* [DATA TO EXAMINE]
────────
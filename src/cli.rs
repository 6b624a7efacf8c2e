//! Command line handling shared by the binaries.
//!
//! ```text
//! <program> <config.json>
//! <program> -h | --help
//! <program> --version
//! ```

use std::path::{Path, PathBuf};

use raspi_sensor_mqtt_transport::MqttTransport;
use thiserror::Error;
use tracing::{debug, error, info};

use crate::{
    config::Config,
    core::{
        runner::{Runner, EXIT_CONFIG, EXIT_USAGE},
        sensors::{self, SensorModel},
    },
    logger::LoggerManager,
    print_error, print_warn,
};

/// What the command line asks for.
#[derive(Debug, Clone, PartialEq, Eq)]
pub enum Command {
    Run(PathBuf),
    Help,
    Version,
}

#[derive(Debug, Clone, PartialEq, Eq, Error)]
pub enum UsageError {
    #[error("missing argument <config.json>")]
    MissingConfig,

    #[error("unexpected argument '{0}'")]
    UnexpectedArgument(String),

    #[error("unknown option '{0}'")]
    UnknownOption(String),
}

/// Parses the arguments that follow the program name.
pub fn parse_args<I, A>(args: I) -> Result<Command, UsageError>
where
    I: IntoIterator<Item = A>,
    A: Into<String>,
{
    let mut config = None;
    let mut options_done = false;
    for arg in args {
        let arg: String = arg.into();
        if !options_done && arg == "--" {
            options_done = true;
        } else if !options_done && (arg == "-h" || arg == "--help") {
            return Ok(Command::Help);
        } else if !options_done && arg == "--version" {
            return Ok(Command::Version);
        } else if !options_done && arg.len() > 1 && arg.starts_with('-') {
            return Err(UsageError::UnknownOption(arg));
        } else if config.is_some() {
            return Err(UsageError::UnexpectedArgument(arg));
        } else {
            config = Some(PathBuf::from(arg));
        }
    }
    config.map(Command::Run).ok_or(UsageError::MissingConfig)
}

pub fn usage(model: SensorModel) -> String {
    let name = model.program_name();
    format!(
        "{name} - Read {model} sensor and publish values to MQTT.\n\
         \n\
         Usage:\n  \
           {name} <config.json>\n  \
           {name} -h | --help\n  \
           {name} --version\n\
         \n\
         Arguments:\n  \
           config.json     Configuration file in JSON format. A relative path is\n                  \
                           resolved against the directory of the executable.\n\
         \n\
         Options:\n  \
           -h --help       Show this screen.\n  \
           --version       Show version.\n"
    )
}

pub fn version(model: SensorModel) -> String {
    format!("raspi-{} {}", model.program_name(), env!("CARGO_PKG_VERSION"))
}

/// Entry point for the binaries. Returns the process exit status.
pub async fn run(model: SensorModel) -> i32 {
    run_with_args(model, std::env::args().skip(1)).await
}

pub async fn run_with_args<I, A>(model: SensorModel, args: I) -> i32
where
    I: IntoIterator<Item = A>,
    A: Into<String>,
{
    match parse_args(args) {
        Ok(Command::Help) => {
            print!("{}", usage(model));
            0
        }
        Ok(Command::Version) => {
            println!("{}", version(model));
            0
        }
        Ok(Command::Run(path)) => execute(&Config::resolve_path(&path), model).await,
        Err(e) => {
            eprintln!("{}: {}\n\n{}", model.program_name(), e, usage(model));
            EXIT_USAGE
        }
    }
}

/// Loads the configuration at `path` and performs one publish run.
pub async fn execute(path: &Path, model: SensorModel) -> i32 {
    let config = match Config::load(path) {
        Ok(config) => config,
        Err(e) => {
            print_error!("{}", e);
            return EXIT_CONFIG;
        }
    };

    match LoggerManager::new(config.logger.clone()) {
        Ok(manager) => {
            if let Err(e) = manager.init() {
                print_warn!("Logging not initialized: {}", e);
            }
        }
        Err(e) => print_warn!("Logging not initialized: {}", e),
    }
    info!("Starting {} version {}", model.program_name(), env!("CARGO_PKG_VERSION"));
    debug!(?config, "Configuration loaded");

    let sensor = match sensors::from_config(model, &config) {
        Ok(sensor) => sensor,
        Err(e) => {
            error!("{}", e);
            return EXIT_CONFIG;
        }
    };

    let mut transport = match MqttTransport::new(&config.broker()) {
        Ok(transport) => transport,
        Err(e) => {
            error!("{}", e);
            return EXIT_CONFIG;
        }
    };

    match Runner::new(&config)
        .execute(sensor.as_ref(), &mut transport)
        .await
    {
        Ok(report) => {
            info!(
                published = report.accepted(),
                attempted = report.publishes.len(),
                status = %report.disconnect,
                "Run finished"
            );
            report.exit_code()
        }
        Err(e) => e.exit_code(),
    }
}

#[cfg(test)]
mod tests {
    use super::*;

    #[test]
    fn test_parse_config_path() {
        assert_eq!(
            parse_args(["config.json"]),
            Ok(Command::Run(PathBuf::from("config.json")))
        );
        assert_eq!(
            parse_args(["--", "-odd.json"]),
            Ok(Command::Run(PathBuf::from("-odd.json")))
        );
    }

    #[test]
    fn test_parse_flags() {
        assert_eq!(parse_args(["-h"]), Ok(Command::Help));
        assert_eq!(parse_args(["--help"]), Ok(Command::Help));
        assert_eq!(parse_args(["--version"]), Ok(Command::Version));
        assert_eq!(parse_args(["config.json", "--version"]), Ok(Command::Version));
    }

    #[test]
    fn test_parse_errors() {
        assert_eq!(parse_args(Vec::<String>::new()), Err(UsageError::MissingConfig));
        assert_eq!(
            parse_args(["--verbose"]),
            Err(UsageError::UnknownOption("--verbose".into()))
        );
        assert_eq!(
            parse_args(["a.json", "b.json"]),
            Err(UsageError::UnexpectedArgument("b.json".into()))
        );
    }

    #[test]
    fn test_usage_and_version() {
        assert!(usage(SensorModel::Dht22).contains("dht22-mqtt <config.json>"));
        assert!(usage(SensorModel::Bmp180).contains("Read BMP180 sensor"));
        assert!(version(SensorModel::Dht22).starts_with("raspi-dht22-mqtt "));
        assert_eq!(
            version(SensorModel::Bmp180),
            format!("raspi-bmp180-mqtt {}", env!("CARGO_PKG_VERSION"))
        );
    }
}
────────
* [YOUR TASK]
All lines above that contain the word "MissingConfig" are to be copied.

* [EXPECTED ANSWER]
    MissingConfig,
    config.map(Command::Run).ok_or(UsageError::MissingConfig)
        assert_eq!(parse_args(Vec::<String>::new()), Err(UsageError::MissingConfig));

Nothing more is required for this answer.